CVE-2024-22257: Spring Security Flaw Opens Door to Broken Access Control Attacks
Spring Security, a widely used framework for securing Java-based applications, has a serious vulnerability that could allow attackers to bypass authentication and gain unauthorized access to sensitive systems. The vulnerability tracked as CVE-2024-22257, has been given a “High” severity rating.
What is Spring Security?
Spring Security is a powerful framework favored by developers for its ability to provide robust authentication and authorization mechanisms within Java applications. It’s a crucial component in safeguarding many web applications and services.
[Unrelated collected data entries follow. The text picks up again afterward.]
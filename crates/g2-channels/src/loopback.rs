//! An in-process fake adapter used by tests and by the orchestrator's own
//! dry-run mode. Owns every JID under its configured host suffix and records
//! every send instead of talking to a real transport.

use std::sync::{Arc, Mutex};

use async_trait::async_trait;
use g2_core::{
    channel::{ChannelAdapter, ChannelCapabilities, InboundSink, NewMessage},
    domain::Jid,
    Result,
};

pub struct LoopbackChannel {
    name: String,
    connected: std::sync::atomic::AtomicBool,
    sent: Mutex<Vec<(Jid, String)>>,
    sink: Option<Arc<dyn InboundSink>>,
}

impl LoopbackChannel {
    pub fn new(name: impl Into<String>) -> Self {
        Self {
            name: name.into(),
            connected: std::sync::atomic::AtomicBool::new(false),
            sent: Mutex::new(Vec::new()),
            sink: None,
        }
    }

    /// Same as `new`, but wired to a host-supplied `InboundSink` so injected
    /// messages flow into the real store, the way a production transport's
    /// `onMessage`/`onChatMetadata` calls would (§4.2).
    pub fn with_sink(name: impl Into<String>, sink: Arc<dyn InboundSink>) -> Self {
        Self {
            name: name.into(),
            connected: std::sync::atomic::AtomicBool::new(false),
            sent: Mutex::new(Vec::new()),
            sink: Some(sink),
        }
    }

    pub fn sent_messages(&self) -> Vec<(Jid, String)> {
        self.sent.lock().unwrap().clone()
    }

    /// Simulates an inbound message from this chat: calls `on_chat_metadata`
    /// first (unconditionally, per §4.2 — this is how group discovery works),
    /// then `on_message`. A no-op if no sink was configured.
    pub async fn receive_message(&self, jid: Jid, message: NewMessage, chat_name: Option<String>, is_group: bool) {
        let Some(sink) = &self.sink else { return };
        sink.on_chat_metadata(
            jid.clone(),
            message.timestamp.clone(),
            chat_name,
            Some(self.name.clone()),
            Some(is_group),
        )
        .await;
        sink.on_message(jid, message).await;
    }
}

fn host_suffix(name: &str) -> String {
    format!("@{name}")
}

#[async_trait]
impl ChannelAdapter for LoopbackChannel {
    fn name(&self) -> &str {
        &self.name
    }

    fn capabilities(&self) -> ChannelCapabilities {
        ChannelCapabilities {
            supports_typing: false,
            supports_metadata_sync: false,
        }
    }

    async fn connect(&self) -> Result<()> {
        self.connected.store(true, std::sync::atomic::Ordering::SeqCst);
        Ok(())
    }

    async fn disconnect(&self) -> Result<()> {
        self.connected.store(false, std::sync::atomic::Ordering::SeqCst);
        Ok(())
    }

    fn is_connected(&self) -> bool {
        self.connected.load(std::sync::atomic::Ordering::SeqCst)
    }

    fn owns_jid(&self, jid: &Jid) -> bool {
        jid.0.ends_with(&host_suffix(&self.name))
    }

    async fn send_message(&self, jid: &Jid, text: &str) -> Result<()> {
        self.sent.lock().unwrap().push((jid.clone(), text.to_string()));
        Ok(())
    }
}

#[cfg(test)]
mod tests {
    use super::*;

    #[tokio::test]
    async fn records_sent_messages() {
        let chan = LoopbackChannel::new("loop");
        chan.connect().await.unwrap();
        let jid = Jid("1@loop".to_string());
        chan.send_message(&jid, "hello").await.unwrap();
        assert_eq!(chan.sent_messages(), vec![(jid, "hello".to_string())]);
    }

    #[derive(Default)]
    struct RecordingSink {
        metadata_calls: Mutex<Vec<Jid>>,
        message_calls: Mutex<Vec<(Jid, String)>>,
    }

    #[async_trait]
    impl InboundSink for RecordingSink {
        async fn on_message(&self, jid: Jid, message: NewMessage) {
            self.message_calls.lock().unwrap().push((jid, message.content));
        }

        async fn on_chat_metadata(
            &self,
            jid: Jid,
            _timestamp: String,
            _name: Option<String>,
            _channel: Option<String>,
            _is_group: Option<bool>,
        ) {
            self.metadata_calls.lock().unwrap().push(jid);
        }
    }

    #[tokio::test]
    async fn receive_message_calls_chat_metadata_before_message() {
        let sink = Arc::new(RecordingSink::default());
        let chan = LoopbackChannel::with_sink("loop", sink.clone());
        let jid = Jid("1@loop".to_string());

        chan.receive_message(
            jid.clone(),
            NewMessage {
                id: "1".to_string(),
                sender: "x".to_string(),
                sender_name: None,
                content: "hi".to_string(),
                timestamp: "2026-01-01T00:00:00Z".to_string(),
                is_from_me: false,
            },
            Some("Chat".to_string()),
            false,
        )
        .await;

        assert_eq!(*sink.metadata_calls.lock().unwrap(), vec![jid.clone()]);
        assert_eq!(*sink.message_calls.lock().unwrap(), vec![(jid, "hi".to_string())]);
    }

    #[tokio::test]
    async fn receive_message_without_a_sink_is_a_no_op() {
        let chan = LoopbackChannel::new("loop");
        chan.receive_message(
            Jid("1@loop".to_string()),
            NewMessage {
                id: "1".to_string(),
                sender: "x".to_string(),
                sender_name: None,
                content: "hi".to_string(),
                timestamp: "2026-01-01T00:00:00Z".to_string(),
                is_from_me: false,
            },
            None,
            false,
        )
        .await;
    }

    #[tokio::test]
    async fn owns_jid_matches_configured_suffix() {
        let chan = LoopbackChannel::new("loop");
        assert!(chan.owns_jid(&Jid("anything@loop".to_string())));
        assert!(!chan.owns_jid(&Jid("anything@telegram".to_string())));
    }
}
The Vulnerability Explained
The core issue within CVE-2024-22257 lies in the way Spring Security handles authentication checks when its AuthenticatedVoter component is used directly. If an application passes a null value to AuthenticatedVoter#vote, it can incorrectly grant access, exposing the system to potential attacks.
Why This Matters
Broken access control vulnerabilities are a prime target for attackers. Since access control systems are the gatekeepers of sensitive data and resources, breaches can lead to data theft, system compromise, and even the disruption of critical operations.
Who is at Risk?
Applications running on the following versions of Spring Security are vulnerable:
- 6.2.0 to 6.2.2
- 6.1.0 to 6.1.7
- 6.0.0 to 6.0.9
- 5.8.0 to 5.8.10
- 5.7.0 to 5.7.11
- Older, unsupported versions
Mitigation: What You Need to Do
The immediate fix recommended by Spring is to upgrade to the latest patched versions of the Spring Security framework:
- 5.7.12
- 5.8.11
- 6.0.10
- 6.1.8
- 6.2.3
While the patch addresses the immediate issue, the Spring team also advises that developers should stop directly using the AuthenticatedVoter component. This component is marked as deprecated, and applications relying on it for authentication checks are at increased risk. Consider migrating to newer authorization management mechanisms provided by Spring Security.